A directory is recognized as a registered site only if it contains .bd-site.json — an .env.local alone is not enough. This prevents any stray folder with a BD-looking env file from being treated as a site.

CLI reference

Site management

| Command | Purpose | |---|---| | bd sites | List every registered site | | bd add [<name>] | Interactive: create a new site directory, init git, install bridge widget, snapshot, first commit, create bd-live, push both branches. Idempotent — safe to run on an existing site. | | bd update <name> [--rename=…] [--remote=…] [--url=…] [--key=…] | Non-destructive.
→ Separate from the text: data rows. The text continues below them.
//! Claim augmentation: issued-at, not-before and expiry derived from a
//! validity duration, plus the header-level key identifier.

use chrono::{DateTime, Duration, Utc};
use serde_json::Value;

use crate::duration::parse_duration;

/// JSON object of claims, in the caller's key order.
pub type ClaimSet = serde_json::Map<String, Value>;

pub const CLAIM_ISSUED_AT: &str = "iat";
pub const CLAIM_NOT_BEFORE: &str = "nbf";
pub const CLAIM_EXPIRES: &str = "exp";

/// Source of the current time.
pub trait Clock: Send + Sync {
    fn now(&self) -> DateTime<Utc>;
}

#[derive(Debug, Clone, Copy, Default)]
pub struct SystemClock;

impl Clock for SystemClock {
    fn now(&self) -> DateTime<Utc> {
        Utc::now()
    }
}

/// Always reports the same instant.
#[derive(Debug, Clone, Copy)]
pub struct FixedClock(pub DateTime<Utc>);

impl FixedClock {
    /// Clock pinned at `secs` seconds since the Unix epoch.
    pub fn at_unix(secs: i64) -> Self {
        Self(DateTime::from_timestamp(secs, 0).unwrap_or_default())
    }
}

impl Clock for FixedClock {
    fn now(&self) -> DateTime<Utc> {
        self.0
    }
}

/// Output of [`ClaimsAugmenter::augment`].
#[derive(Debug, Clone, PartialEq)]
pub struct Augmented {
    pub claims: ClaimSet,
    /// Key identifier for the token header, if one was requested.
    pub kid: Option<String>,
    pub issued_at: i64,
    pub expires_at: i64,
    /// Non-fatal problems, e.g. a duration that fell back to the default.
    pub warnings: Vec<String>,
}

pub struct ClaimsAugmenter<'a> {
    clock: &'a dyn Clock,
    fallback: Duration,
}

impl<'a> ClaimsAugmenter<'a> {
    pub fn new(clock: &'a dyn Clock, fallback: Duration) -> Self {
        Self { clock, fallback }
    }

    /// Stamp `iat`/`nbf`/`exp` onto `claims`. Other claims are left alone.
    pub fn augment(&self, mut claims: ClaimSet, duration: &str, key_id: &str) -> Augmented {
        let mut warnings = Vec::new();
        let validity = match parse_duration(duration) {
            Ok(d) => d,
            Err(e) => {
                tracing::warn!(
                    duration,
                    fallback_secs = self.fallback.num_seconds(),
                    "token duration not valid, using default"
                );
                warnings.push(format!(
                    "{e}, token duration reset to {}s",
                    self.fallback.num_seconds()
                ));
                self.fallback
            }
        };

        let issued_at = self.clock.now().timestamp();
        let expires_at = issued_at.saturating_add(validity.num_seconds());

        claims.insert(CLAIM_ISSUED_AT.to_string(), Value::from(issued_at));
        claims.insert(CLAIM_NOT_BEFORE.to_string(), Value::from(issued_at));
        claims.insert(CLAIM_EXPIRES.to_string(), Value::from(expires_at));

        Augmented {
            claims,
            kid: (!key_id.is_empty()).then(|| key_id.to_string()),
            issued_at,
            expires_at,
            warnings,
        }
    }
}

/// Parse a payload as a JSON object claim set.
pub fn parse_claims(payload: &[u8]) -> Result<ClaimSet, String> {
    match serde_json::from_slice::<Value>(payload) {
        Ok(Value::Object(map)) => Ok(map),
        Ok(other) => Err(format!("claims must be a JSON object, found {}", json_kind(&other))),
        Err(e) => Err(format!("claims are not valid JSON: {e}")),
    }
}

fn json_kind(value: &Value) -> &'static str {
    match value {
        Value::Null => "null",
        Value::Bool(_) => "a boolean",
        Value::Number(_) => "a number",
        Value::String(_) => "a string",
        Value::Array(_) => "an array",
        Value::Object(_) => "an object",
    }
}

/// Check `exp` and `nbf` against `now`, allowing `leeway`.
pub fn check_validity(claims: &ClaimSet, now: DateTime<Utc>, leeway: Duration) -> Result<(), String> {
    let now = now.timestamp();
    let leeway = leeway.num_seconds();
    if let Some(exp) = claims.get(CLAIM_EXPIRES) {
        let exp = exp.as_i64().ok_or("exp is not a number")?;
        if now > exp.saturating_add(leeway) {
            return Err(format!("token expired at {exp}"));
        }
    }
    if let Some(nbf) = claims.get(CLAIM_NOT_BEFORE) {
        let nbf = nbf.as_i64().ok_or("nbf is not a number")?;
        if now < nbf.saturating_sub(leeway) {
            return Err(format!("token not valid before {nbf}"));
        }
    }
    Ok(())
}

#[cfg(test)]
mod tests {
    use super::*;

    const NOW: i64 = 1_700_000_000;

    fn augment(claims: &str, duration: &str, kid: &str) -> Augmented {
        let clock = FixedClock::at_unix(NOW);
        ClaimsAugmenter::new(&clock, Duration::hours(1))
            .augment(parse_claims(claims.as_bytes()).unwrap(), duration, kid)
    }

    #[test]
    fn two_hours_is_exactly_7200_seconds() {
        let out = augment(r#"{"sub":"alice"}"#, "2h", "");
        assert_eq!(out.issued_at, NOW);
        assert_eq!(out.expires_at - out.issued_at, 7200);
        assert_eq!(out.claims["iat"], NOW);
        assert_eq!(out.claims["nbf"], NOW);
        assert_eq!(out.claims["exp"], NOW + 7200);
        assert!(out.warnings.is_empty());
    }

    #[test]
    fn invalid_duration_falls_back_to_one_hour() {
        let out = augment(r#"{"sub":"alice"}"#, "two hours", "");
        assert_eq!(out.expires_at - out.issued_at, 3600);
        assert_eq!(out.warnings.len(), 1);
        assert!(out.warnings[0].contains("two hours"));
    }

    #[test]
    fn caller_claims_survive_and_stamps_overwrite() {
        let out = augment(r#"{"role":"admin","iat":1,"aud":["a","b"]}"#, "1h", "k1");
        assert_eq!(out.claims["role"], "admin");
        assert_eq!(out.claims["aud"], serde_json::json!(["a", "b"]));
        assert_eq!(out.claims["iat"], NOW);
        assert_eq!(out.kid.as_deref(), Some("k1"));
        assert!(!out.claims.contains_key("kid"));
        let keys: Vec<_> = out.claims.keys().map(String::as_str).collect();
        assert_eq!(keys, ["role", "iat", "aud", "nbf", "exp"]);
    }

    #[test]
    fn negative_duration_is_accepted() {
        let out = augment("{}", "-30m", "");
        assert_eq!(out.expires_at - out.issued_at, -1800);
    }

    #[test]
    fn rejects_non_object_payloads() {
        assert!(parse_claims(b"[1,2]").unwrap_err().contains("an array"));
        assert!(parse_claims(b"not json").is_err());
    }

    #[test]
    fn validity_window() {
        let claims = augment("{}", "1h", "").claims;
        let at = |secs| DateTime::from_timestamp(secs, 0).unwrap();
        assert!(check_validity(&claims, at(NOW + 10), Duration::zero()).is_ok());
        assert!(check_validity(&claims, at(NOW + 3601), Duration::zero()).is_err());
        assert!(check_validity(&claims, at(NOW + 3601), Duration::seconds(5)).is_ok());
        assert!(check_validity(&claims, at(NOW - 1), Duration::zero()).is_err());
    }
}
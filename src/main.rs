//! canary-probe
//!
//! Sends repeated GETs to a deployment behind a canary router and counts
//! which variant answered each one.
//!
//! # Architecture Overview
//!
//! ```text
//!   env / TOML / flags ──▶ config ──▶ lifecycle::startup
//!                                          │
//!                                          ▼
//!                               runner::VirtualUsers (N tasks)
//!                                          │ per iteration
//!                                          ▼
//!      target ◀── GET (Host, X-Canary?) ── probe::Probe
//!             ──▶ status + body ─────────▶ observe → classify
//!                                          │
//!                                          ▼
//!                     HitCounters (canary_hits / main_hits, checks)
//!                          │                          │
//!                          ▼                          ▼
//!                 runner::RunSummary        metrics (Prometheus, optional)
//! ```

use clap::Parser;

use canary_probe::cli::Cli;
use canary_probe::lifecycle::signals::spawn_signal_listener;
use canary_probe::lifecycle::{startup, Shutdown};
use canary_probe::observability::{logging, metrics};

#[tokio::main]
async fn main() -> Result<(), Box<dyn std::error::Error>> {
    let cli = Cli::parse();
    let config = cli.resolve()?;

    logging::init_logging(&config.observability);

    tracing::info!("canary-probe v{} starting", env!("CARGO_PKG_VERSION"));
    tracing::info!(
        host = %config.target.host,
        host_header = %config.target.host_header,
        force_canary = config.target.force_canary,
        vus = config.load.vus,
        duration_ms = config.load.duration.as_millis() as u64,
        "Configuration loaded"
    );

    if let Some(addr) = &config.observability.metrics_address {
        metrics::init_metrics(addr.parse()?)?;
    }

    let shutdown = Shutdown::new();
    spawn_signal_listener(shutdown.clone());

    let summary = startup::run(&config, shutdown.subscribe()).await?;
    println!("{summary}");

    if let Some(path) = &config.observability.summary_export {
        summary.export_json(path)?;
        tracing::info!(path = %path.display(), "Summary exported");
    }

    Ok(())
}
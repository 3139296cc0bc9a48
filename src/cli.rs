//! Command-line interface.

use std::path::PathBuf;
use std::time::Duration;

use clap::Parser;

use crate::config::duration::parse_duration;
use crate::config::loader::{apply_env, load_file};
use crate::config::{validate_config, ConfigError, LogFormat, ProbeConfig};

/// Command-line arguments. Every flag overrides the file and environment.
#[derive(Debug, Default, Parser)]
#[command(name = "canary-probe")]
#[command(
    about = "Load a canary-routed deployment and count which variant answers",
    long_about = "Sends GET http://<host>/ from many virtual users and classifies each \
                  response as canary or main.\n\n\
                  Environment: MINIKUBE_HOST, HOST_HEADER, FORCE_CANARY_BY_HEADER, K6_VUS, K6_DURATION"
)]
pub struct Cli {
    /// TOML configuration file.
    #[arg(short, long)]
    pub config: Option<PathBuf>,

    /// Target host:port.
    #[arg(long)]
    pub host: Option<String>,

    /// Value for the Host header.
    #[arg(long)]
    pub host_header: Option<String>,

    /// Send `X-Canary: true` with every request.
    #[arg(long)]
    pub force_canary: bool,

    /// Number of virtual users.
    #[arg(long)]
    pub vus: Option<u32>,

    /// Run length, e.g. 20s or 1m30s.
    #[arg(short, long, value_parser = parse_duration)]
    pub duration: Option<Duration>,

    /// Pause at the end of each iteration.
    #[arg(long, value_parser = parse_duration)]
    pub think_time: Option<Duration>,

    /// Per-request timeout.
    #[arg(long, value_parser = parse_duration)]
    pub request_timeout: Option<Duration>,

    /// How long in-flight iterations may run past the deadline.
    #[arg(long, value_parser = parse_duration)]
    pub graceful_stop: Option<Duration>,

    /// Serve Prometheus metrics on this address.
    #[arg(long)]
    pub metrics_address: Option<String>,

    /// Write the run summary as JSON to this file.
    #[arg(long)]
    pub summary_export: Option<PathBuf>,

    /// Log level (trace, debug, info, warn, error).
    #[arg(long)]
    pub log_level: Option<String>,

    /// Log output format.
    #[arg(long, value_enum)]
    pub log_format: Option<LogFormat>,
}

impl Cli {
    /// Resolve the final configuration from file, process environment and flags.
    pub fn resolve(&self) -> Result<ProbeConfig, ConfigError> {
        self.resolve_with(|var| std::env::var(var).ok())
    }

    /// Same as [`Cli::resolve`] with an explicit environment lookup.
    pub fn resolve_with<F>(&self, lookup: F) -> Result<ProbeConfig, ConfigError>
    where
        F: Fn(&str) -> Option<String>,
    {
        let mut config = match &self.config {
            Some(path) => load_file(path)?,
            None => ProbeConfig::default(),
        };
        apply_env(&mut config, lookup)?;
        self.apply_overrides(&mut config);
        validate_config(&config).map_err(ConfigError::Validation)?;
        Ok(config)
    }

    fn apply_overrides(&self, config: &mut ProbeConfig) {
        if let Some(host) = &self.host {
            config.target.host = host.clone();
        }
        if let Some(header) = &self.host_header {
            config.target.host_header = header.clone();
        }
        if self.force_canary {
            config.target.force_canary = true;
        }
        if let Some(timeout) = self.request_timeout {
            config.target.request_timeout = timeout;
        }
        if let Some(vus) = self.vus {
            config.load.vus = vus;
        }
        if let Some(duration) = self.duration {
            config.load.duration = duration;
        }
        if let Some(think_time) = self.think_time {
            config.load.think_time = think_time;
        }
        if let Some(graceful_stop) = self.graceful_stop {
            config.load.graceful_stop = graceful_stop;
        }
        if let Some(addr) = &self.metrics_address {
            config.observability.metrics_address = Some(addr.clone());
        }
        if let Some(path) = &self.summary_export {
            config.observability.summary_export = Some(path.clone());
        }
        if let Some(level) = &self.log_level {
            config.observability.log_level = level.clone();
        }
        if let Some(format) = self.log_format {
            config.observability.log_format = format;
        }
    }
}
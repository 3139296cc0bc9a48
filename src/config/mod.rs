//! Configuration management subsystem.
//!
//! # Data Flow
//! ```text
//! built-in defaults
//!     → loader.rs (optional TOML file)
//!     → loader.rs (MINIKUBE_HOST, HOST_HEADER, ... environment)
//!     → cli.rs (command-line overrides)
//!     → validation.rs (semantic checks)
//!     → ProbeConfig (validated, immutable for the whole run)
//! ```
//!
//! # Design Decisions
//! - Config is read once at startup; nothing reloads it mid-run
//! - All fields have defaults so an empty environment is a valid run
//! - Validation separates syntactic (serde, duration parsing) from semantic checks

pub mod duration;
pub mod loader;
pub mod schema;
pub mod validation;

pub use loader::ConfigError;
pub use schema::{LoadConfig, LogFormat, ObservabilityConfig, ProbeConfig, TargetConfig};
pub use validation::{validate_config, ValidationError};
Each flag touches only what you provide. --rename renames the directory on disk. | | bd remove <name> [--purge] | Drop from registry. --purge also deletes the directory. | | bd default <name> | Set default site (used when <site> is omitted) | | bd setup [<name>] | Re-runnable bootstrap — fills in missing pieces if present, adds if absent | | bd remote <name> <url> | Set / change a site's git remote | | bd remote-sync [<site>…] [--force] | Reconcile local git with origin. Fetch → fast-forward → rebase → (with --force) force-push. Auto-aborts any pending rebase/merge. |

Data flow

| Command | Purpose | |---|---| | bd snapshot [<site>] [--c=N] | Full fresh snapshot (concurrency N, default 30). --all for every site. | | bd pull [<site>] [<section>] [<id\|name>] | Pull. Any omitted arg triggers an interactive picker. | | bd push [<site>] [-m "<msg>"\|"<msg>"] | Push one site. Halts on conflict. If no site given, scans all sites — if exactly one is dirty, pushes it; if several, lists them and asks for --all. "Dirty" = working-tree changes or commits already on main that haven't been mirrored to bd-live yet (e.g. after a manual git commit). Custom commit message via -m / --message or as a bare positional. Deletions prompt for confirmation unless --yes / -y is passed. | | bd push --all [-m "<msg>"] | Push every dirty site sequentially. Halts at the first conflict; other dirty sites stay for after you resolve and re-run. | | bd push [<site>] --dry-run (-n) | Preview the push without mutating anything. Lists each item that would be pushed, each pending deletion, and each branch that would go to origin. Useful before --all. | | bd rollback [<site>] [--count=N] [-m "<msg>"] | Revert the last N commits on main (default 1) and push the revert through the normal flow to bd-live + BD live + origin. Creates new revert commits — safe, no history rewrite. Prompts for confirmation unless --yes. |

Push message forms (all equivalent for providing a custom message):

  • bd push -m "fix: your message"
  • bd push "fix: your message" (bare positional auto-detected as message if it doesn't resolve to a registered site)
  • bd push <site> -m "fix: your message"
  • bd push <site> "fix: your message"
  • git add -A && git commit -m "fix: your message" && bd push (manual commit, bd push picks it up, mirrors to bd-live + live)

Inspection

| Command | Purpose | |---|---| | bd status [<site>\|--all] | Local changes grouped by section/item | | bd warnings [<site>\|--all] | Config / git / bridge health | | bd sections | List all 20 known sections | | bd test [<site>] [--get\|--crud\|--all\|--cleanup] | Live smoke-test via the bridge | | bd test [<site>] --creation [--keep] | Create fresh local items per section, push, verify live + resync | | bd test [<site>] --recreation | After manually deleting items from BD admin, edit one code part locally, push, verify re-creation |

Web

| Command | Purpose | |---|---| | bd web [--port=N] | Launch the multi-site dashboard at http://localhost:4174 |

Run bd help for the live version.

Web dashboard

Navigation is hash-based so every page is bookmarkable and the back button works:

#/                                           Home — site cards with per-site stats
#/all                                        All-sites aggregate + Push all
#/site/<name>                                Site overview — section tiles
#/site/<name>/section/<key>                  Items list + drift panel
#/site/<name>/section/<key>/item/<item>      Item viewer — file tree + code preview
#/site/<name>/changes                        Pending changes as rich cards
#/site/<name>/warnings                       Health panel
#/site/<name>/activity                       Live log

Sidebar — site list with pending-change badges, Add Site button, per-site nav.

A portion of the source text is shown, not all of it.